From Expert-Led Models
Climate politics has already evolved past technocratic frameworks when it comes to mitigation. Nearly 30 years ago, the Kyoto protocol represented the common understanding that economic tools would solve climate change. But as emissions kept increasing and those markets proved ineffective, the focus shifted to federal industrial policy debates – and with it, climate became truly ideological. Recent years have seen countless political battles, including the sustainable business of Biden’s Inflation Reduction Act versus the progressive economics of the Green New Deal to debates over lithium nationalization in Bolivia and fossil fuel transition payments in Germany. These are struggles about principles and mediating between opposing agendas, not merely pollution calculations.
Yet even as climate moved from the domain of technocratic elites to more familiar domains of political struggle, it remained limited to the realm of carbon elimination. Even the ideologically forward agenda of Zohran Mamdani’s NYC mayoral campaign – which associates climate to the cost-of-living crisis, arguing that lease stabilization, comprehensive family support and free public transit will prevent New Yorkers from relocating for more economical, but high-consumption, life in the suburbs – makes its case through an carbon cutting perspective. A truly comprehensive climate politics would apply this same political imagination to adaptation – changing social institutions not only to avert future warming, but also to address the climate impacts already transforming everyday life.

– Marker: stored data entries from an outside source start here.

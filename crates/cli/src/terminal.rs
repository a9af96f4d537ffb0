use anyhow::Result;
use crossterm::{
    execute,
    style::{Color, Print, ResetColor, SetForegroundColor},
};
use std::io::{self, Write};

use talkdata_runtime::{AgentState, Notice, NoticeLevel};

use crate::render::Piece;

/// Color scheme for terminal output.
struct Colors;

impl Colors {
    const USER_PROMPT: Color = Color::Green;
    const ASSISTANT_TEXT: Color = Color::Cyan;
    const TOOL_CALL: Color = Color::Yellow;
    const TOOL_RESULT: Color = Color::DarkGreen;
    const TABLE: Color = Color::White;
    const ERROR: Color = Color::Red;
    const WARNING: Color = Color::DarkYellow;
    const DIM: Color = Color::DarkGrey;
    const HEADER: Color = Color::Magenta;
}

/// Terminal I/O for the interactive REPL.
pub struct Terminal {
    show_tool_results: bool,
}

impl Terminal {
    pub fn new(show_tool_results: bool) -> Self {
        Self { show_tool_results }
    }

    /// Print the startup banner.
    pub fn print_banner(&self, profile: &str, model: &str) -> Result<()> {
        let mut stdout = io::stdout();
        execute!(
            stdout,
            SetForegroundColor(Colors::HEADER),
            Print("talkdata"),
            ResetColor,
            Print(" - Chat with your data\n"),
            SetForegroundColor(Colors::DIM),
            Print(format!("Profile: {} | Model: {}\n", profile, model)),
            Print("Type 'exit' or 'quit' to end, '/config' to show settings. Ctrl+C cancels the running turn.\n"),
            Print("---\n"),
            ResetColor,
        )?;
        stdout.flush()?;
        Ok(())
    }

    /// Read a line of user input with prompt.
    /// Returns None on exit commands and end of input.
    pub fn read_input(&self) -> Result<Option<String>> {
        let mut stdout = io::stdout();
        execute!(
            stdout,
            Print("\n"),
            SetForegroundColor(Colors::USER_PROMPT),
            Print("you> "),
            ResetColor,
        )?;
        stdout.flush()?;

        let mut input = String::new();
        if io::stdin().read_line(&mut input)? == 0 {
            return Ok(None);
        }
        let trimmed = input.trim().to_string();

        if trimmed == "exit" || trimmed == "quit" || trimmed == "/exit" || trimmed == "/quit" {
            return Ok(None);
        }

        Ok(Some(trimmed))
    }

    /// Print one piece of assistant output.
    pub fn print_piece(&self, piece: &Piece) -> Result<()> {
        let mut stdout = io::stdout();
        match piece {
            Piece::MessageStart => {
                execute!(stdout, Print("\n"))?;
            }
            Piece::Text(text) => {
                execute!(
                    stdout,
                    SetForegroundColor(Colors::ASSISTANT_TEXT),
                    Print(text),
                    ResetColor,
                )?;
            }
            Piece::ToolUse { name } if self.show_tool_results => {
                execute!(
                    stdout,
                    SetForegroundColor(Colors::TOOL_CALL),
                    Print(format!("[tool: {}]\n", name)),
                    ResetColor,
                )?;
            }
            Piece::ToolResults { name, summary } if self.show_tool_results => {
                execute!(
                    stdout,
                    SetForegroundColor(Colors::TOOL_RESULT),
                    Print(format!("  [{} result]: {}\n", name, truncate(summary, 500))),
                    ResetColor,
                )?;
            }
            Piece::SqlTable { markdown, primary } => {
                let label = if *primary { "query result" } else { "table" };
                execute!(
                    stdout,
                    SetForegroundColor(Colors::DIM),
                    Print(format!("\n[{}]\n", label)),
                    SetForegroundColor(Colors::TABLE),
                    Print(format!("{}\n", markdown)),
                    ResetColor,
                )?;
            }
            Piece::Chart => {
                execute!(
                    stdout,
                    SetForegroundColor(Colors::DIM),
                    Print("\n[chart omitted]\n"),
                    ResetColor,
                )?;
            }
            Piece::ToolUse { .. } | Piece::ToolResults { .. } | Piece::Table => {}
        }
        stdout.flush()?;
        Ok(())
    }

    pub fn print_state(&self, state: AgentState) -> Result<()> {
        let mut stdout = io::stdout();
        execute!(
            stdout,
            SetForegroundColor(Colors::DIM),
            Print(format!("\n({})", state)),
            ResetColor,
        )?;
        stdout.flush()?;
        Ok(())
    }

    pub fn print_notice(&self, notice: &Notice) -> Result<()> {
        let (color, label) = match notice.level {
            NoticeLevel::Error => (Colors::ERROR, "error"),
            NoticeLevel::Warning => (Colors::WARNING, "warning"),
        };
        let mut stdout = io::stdout();
        execute!(
            stdout,
            Print("\n"),
            SetForegroundColor(color),
            Print(format!("[{}: {}]\n", label, notice.message)),
            ResetColor,
        )?;
        stdout.flush()?;
        Ok(())
    }

    /// Print an error message.
    pub fn print_error(&self, msg: &str) -> Result<()> {
        let mut stdout = io::stdout();
        execute!(
            stdout,
            SetForegroundColor(Colors::ERROR),
            Print(format!("Error: {}\n", msg)),
            ResetColor,
        )?;
        stdout.flush()?;
        Ok(())
    }

    /// Print an info message.
    pub fn print_info(&self, msg: &str) -> Result<()> {
        let mut stdout = io::stdout();
        execute!(
            stdout,
            SetForegroundColor(Colors::DIM),
            Print(format!("{}\n", msg)),
            ResetColor,
        )?;
        stdout.flush()?;
        Ok(())
    }
}

fn truncate(s: &str, max: usize) -> String {
    match s.char_indices().nth(max) {
        Some((idx, _)) => format!("{}... ({} chars total)", &s[..idx], s.chars().count()),
        None => s.to_string(),
    }
}
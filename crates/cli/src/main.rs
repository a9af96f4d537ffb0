mod cli;
mod config;
mod render;
mod terminal;

use anyhow::{Context, Result};
use clap::Parser;
use std::sync::Arc;
use tokio::sync::broadcast::error::TryRecvError;
use tokio_util::sync::CancellationToken;
use tracing::{error, info};

use talkdata_api::{http_client, HttpAgentTransport, HttpStatementExecutor};
use talkdata_core::config::{load_dotenv, Config};
use talkdata_runtime::{AgentSession, AgentSettings, AgentState, TurnOutcome};

use crate::cli::CliArgs;
use crate::config::CliConfig;
use crate::render::TranscriptPrinter;
use crate::terminal::Terminal;

#[tokio::main]
async fn main() -> Result<()> {
    load_dotenv();

    tracing_subscriber::fmt()
        .with_env_filter(
            tracing_subscriber::EnvFilter::try_from_default_env()
                .unwrap_or_else(|_| tracing_subscriber::EnvFilter::new("warn")),
        )
        .with_target(false)
        .init();

    let args = CliArgs::parse();
    let cli_config = CliConfig::load(args.config.as_deref())
        .context("failed to load configuration")?;
    let terminal = Terminal::new(cli_config.show_tool_results);

    let config = match &args.profile {
        Some(profile) => Config::for_profile(profile),
        None => Config::from_env(),
    };
    config.validate().context("invalid service configuration")?;
    config.log_summary();

    let model = cli_config.resolve_model(args.model.as_deref(), &config.agent.model);
    let mut settings = AgentSettings::from_config(&config).with_model(model);
    if args.no_tools {
        settings = settings.with_tools(Vec::new());
    }

    let client = http_client(&config).context("failed to build HTTP client")?;
    let session = AgentSession::new(
        Arc::new(HttpAgentTransport::from_config(client.clone(), &config)),
        Arc::new(HttpStatementExecutor::from_config(client, &config)),
        settings,
    );

    terminal.print_banner(config.profile_label(), &session.settings().model)?;

    let mut snapshots = session.subscribe();
    let mut notices = session.notices();
    let mut printer = TranscriptPrinter::new();
    let mut last_state = AgentState::Idle;

    loop {
        let input = match terminal.read_input()? {
            Some(text) => text,
            None => {
                terminal.print_info("Goodbye.")?;
                break;
            }
        };

        if input.is_empty() {
            continue;
        }
        if input == "/config" {
            let summary = serde_json::to_string_pretty(&config.redacted_summary())?;
            terminal.print_info(&summary)?;
            continue;
        }

        let cancel = CancellationToken::new();
        let turn = session.start_turn(&input, &cancel);
        tokio::pin!(turn);

        // Render while the turn runs; Ctrl+C cancels only this turn.
        let result = loop {
            tokio::select! {
                result = &mut turn => break result,
                Ok(()) = snapshots.changed() => {
                    let snapshot = snapshots.borrow_and_update().clone();
                    for piece in printer.diff(snapshot.transcript.messages()) {
                        terminal.print_piece(&piece)?;
                    }
                    if cli_config.show_state_changes && snapshot.state != last_state {
                        terminal.print_state(snapshot.state)?;
                    }
                    last_state = snapshot.state;
                }
                Ok(notice) = notices.recv() => terminal.print_notice(&notice)?,
                Ok(()) = tokio::signal::ctrl_c(), if !cancel.is_cancelled() => {
                    info!("Cancelling turn");
                    cancel.cancel();
                }
            }
        };

        // Flush whatever arrived after the last render.
        for piece in printer.diff(session.snapshot().transcript.messages()) {
            terminal.print_piece(&piece)?;
        }
        loop {
            match notices.try_recv() {
                Ok(notice) => terminal.print_notice(&notice)?,
                Err(TryRecvError::Lagged(_)) => continue,
                Err(_) => break,
            }
        }
        last_state = AgentState::Idle;

        match result {
            Ok(TurnOutcome::Cancelled) => terminal.print_info("\n[cancelled]")?,
            Ok(_) => terminal.print_info("")?,
            Err(e) => {
                error!(error = %e, "Turn failed");
                terminal.print_error(&format!("{:#}", e))?;
            }
        }
    }

    Ok(())
}
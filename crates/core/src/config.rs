use std::env;

use serde::{Deserialize, Serialize};

use crate::error::ConfigError;

/// Load .env file (silently ignores if missing).
pub fn load_dotenv() {
    dotenvy::dotenv().ok();
}

fn env_or(key: &str, default: &str) -> String {
    env::var(key).unwrap_or_else(|_| default.to_string())
}

fn env_opt(key: &str) -> Option<String> {
    env::var(key).ok().filter(|s| !s.is_empty())
}

/// Read a profiled env var: tries {PROFILE}_{KEY} first, falls back to {KEY}.
fn profiled_env_opt(profile: &str, key: &str) -> Option<String> {
    if !profile.is_empty() {
        let prefixed = format!("{}_{}", profile, key);
        if let Some(v) = env_opt(&prefixed) {
            return Some(v);
        }
    }
    env_opt(key)
}

fn profiled_env_or(profile: &str, key: &str, default: &str) -> String {
    profiled_env_opt(profile, key).unwrap_or_else(|| default.to_string())
}

fn profiled_env_u32(profile: &str, key: &str, default: u32) -> u32 {
    profiled_env_opt(profile, key)
        .and_then(|v| v.parse().ok())
        .unwrap_or(default)
}

fn profiled_env_bool(profile: &str, key: &str, default: bool) -> bool {
    match profiled_env_opt(profile, key).as_deref() {
        Some("true" | "1" | "yes") => true,
        Some("false" | "0" | "no") => false,
        _ => default,
    }
}

// ── Top-level config ──────────────────────────────────────────

#[derive(Debug, Clone, Serialize, Deserialize)]
pub struct Config {
    /// Active profile name (empty = default).
    pub profile: String,
    pub agent: AgentConfig,
    pub statements: StatementsConfig,
    pub tools: ToolsConfig,
    pub http: HttpConfig,
}

impl Config {
    /// Build config from environment variables (call `load_dotenv()` first).
    /// Profile is read from `TALKDATA_PROFILE`. When set (e.g. `PROD`), every
    /// key is first looked up as `{PROFILE}_{KEY}`, falling back to `{KEY}`.
    pub fn from_env() -> Self {
        let profile = env_or("TALKDATA_PROFILE", "").to_uppercase();
        Self::for_profile(&profile)
    }

    /// Build config for a specific named profile (empty string = default).
    pub fn for_profile(profile: &str) -> Self {
        let p = profile.to_uppercase();
        let p = p.as_str();
        Self {
            profile: p.to_string(),
            agent: AgentConfig::from_env_profiled(p),
            statements: StatementsConfig::from_env_profiled(p),
            tools: ToolsConfig::from_env_profiled(p),
            http: HttpConfig::from_env_profiled(p),
        }
    }

    pub fn profile_label(&self) -> &str {
        if self.profile.is_empty() { "default" } else { &self.profile }
    }

    /// Reject settings that would only fail later, mid-turn.
    pub fn validate(&self) -> Result<(), ConfigError> {
        check_url("AGENT_URL", &self.agent.url)?;
        check_url("STATEMENTS_URL", &self.statements.url)?;
        if self.tools.search_max_results == 0 {
            return Err(ConfigError::InvalidValue {
                key: "SEARCH_MAX_RESULTS".into(),
                value: "0".into(),
                reason: "must be at least 1".into(),
            });
        }
        Ok(())
    }

    /// Print a redacted summary for startup logs.
    pub fn log_summary(&self) {
        tracing::info!("Config loaded (profile: {}):", self.profile_label());
        tracing::info!("  agent:       url={}, model={}", self.agent.url, self.agent.model);
        tracing::info!(
            "  statements:  url={}, warehouse={}",
            self.statements.url,
            self.statements.warehouse.as_deref().unwrap_or("(none)")
        );
        tracing::info!(
            "  tools:       search={}, semantic_model={}",
            self.tools.search_service.as_deref().unwrap_or("(none)"),
            self.tools.semantic_model_file.as_deref().unwrap_or("(none)")
        );
    }

    /// Return a redacted view safe for display (no secrets).
    pub fn redacted_summary(&self) -> serde_json::Value {
        serde_json::json!({
            "profile": self.profile_label(),
            "agent": {
                "url": self.agent.url,
                "model": self.agent.model,
                "authenticated": self.agent.auth_token.is_some(),
                "related_queries": self.agent.related_queries,
            },
            "statements": {
                "url": self.statements.url,
                "warehouse": self.statements.warehouse,
            },
            "tools": {
                "search_tool_name": self.tools.search_tool_name,
                "search_service": self.tools.search_service,
                "search_max_results": self.tools.search_max_results,
                "semantic_model_file": self.tools.semantic_model_file,
            },
            "http": { "connect_timeout_secs": self.http.connect_timeout_secs },
        })
    }
}

fn check_url(key: &str, url: &str) -> Result<(), ConfigError> {
    if url.starts_with("http://") || url.starts_with("https://") {
        Ok(())
    } else {
        Err(ConfigError::InvalidUrl(key.to_string(), url.to_string()))
    }
}

// ── Agent service ─────────────────────────────────────────────

#[derive(Debug, Clone, Serialize, Deserialize)]
pub struct AgentConfig {
    /// Full URL of the agent `:run` endpoint (usually the local proxy).
    pub url: String,
    pub model: String,
    pub auth_token: Option<String>,
    /// Sent as `X-Snowflake-Authorization-Token-Type` when a token is set.
    pub auth_token_type: Option<String>,
    pub related_queries: bool,
}

impl AgentConfig {
    fn from_env_profiled(p: &str) -> Self {
        Self {
            url: profiled_env_or(p, "AGENT_URL", "http://localhost:3001/agent"),
            model: profiled_env_or(p, "AGENT_MODEL", "claude-3-5-sonnet"),
            auth_token: profiled_env_opt(p, "AGENT_AUTH_TOKEN"),
            auth_token_type: profiled_env_opt(p, "AGENT_AUTH_TOKEN_TYPE"),
            related_queries: profiled_env_bool(p, "AGENT_RELATED_QUERIES", true),
        }
    }
}

// ── SQL statements service ────────────────────────────────────

#[derive(Debug, Clone, Serialize, Deserialize)]
pub struct StatementsConfig {
    pub url: String,
    pub warehouse: Option<String>,
}

impl StatementsConfig {
    fn from_env_profiled(p: &str) -> Self {
        Self {
            url: profiled_env_or(p, "STATEMENTS_URL", "http://localhost:3001/statements"),
            warehouse: profiled_env_opt(p, "SNOWFLAKE_WAREHOUSE"),
        }
    }
}

// ── Agent tools ───────────────────────────────────────────────

#[derive(Debug, Clone, Serialize, Deserialize)]
pub struct ToolsConfig {
    /// Name of the full-text search tool; its tool_use events delay the
    /// streaming state by one event.
    pub search_tool_name: String,
    pub search_service: Option<String>,
    pub search_max_results: u32,
    pub semantic_model_file: Option<String>,
}

impl ToolsConfig {
    fn from_env_profiled(p: &str) -> Self {
        Self {
            search_tool_name: profiled_env_or(p, "SEARCH_TOOL_NAME", "search1"),
            search_service: profiled_env_opt(p, "SEARCH_SERVICE_PATH"),
            search_max_results: profiled_env_u32(p, "SEARCH_MAX_RESULTS", 10),
            semantic_model_file: profiled_env_opt(p, "SEMANTIC_MODEL_PATH"),
        }
    }
}

// ── HTTP client ───────────────────────────────────────────────

#[derive(Debug, Clone, Serialize, Deserialize)]
pub struct HttpConfig {
    pub connect_timeout_secs: u32,
}

impl HttpConfig {
    fn from_env_profiled(p: &str) -> Self {
        Self {
            connect_timeout_secs: profiled_env_u32(p, "HTTP_CONNECT_TIMEOUT_SECS", 10),
        }
    }
}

Beyond Catastrophic Narratives
The need for this shift becomes more apparent once we reject the doomsday perspective that has long characterized climate discourse. In claiming that climate change constitutes an all-powerful force that will entirely overwhelm human civilization, climate politics has become unaware to the reality that, for most people, climate change will materialize not as something completely novel, but as known issues made worse: more people excluded of housing markets after disasters, more workers obliged to work during heatwaves, more local industries devastated after extreme weather events. Climate adaptation is not a unique specialist task, then, but rather connected to existing societal conflicts.
Emerging Policy Conflicts
The terrain of this struggle is beginning to take shape. One influential think tank, for example, recently proposed reforms to the property insurance market to subject homeowners to the “full actuarial cost” of living in vulnerable regions like California. By contrast, a progressive research institute has proposed a system of Housing Resilience Agencies that would provide complete governmental protection. The contrast is stark: one approach uses price signaling to encourage people out of vulnerable areas – effectively a form of planned withdrawal through economic forces – while the other dedicates public resources that allow them to stay in place safely. But these kinds of policy debates remain few and far between in climate discourse.
This is not to suggest that mitigation should be discarded. But the singular emphasis on preventing climate catastrophe obscures a more immediate reality: climate change is already altering our world. The question is not whether we will reshape our institutions to manage climate impacts, but how – and which perspective will triumph.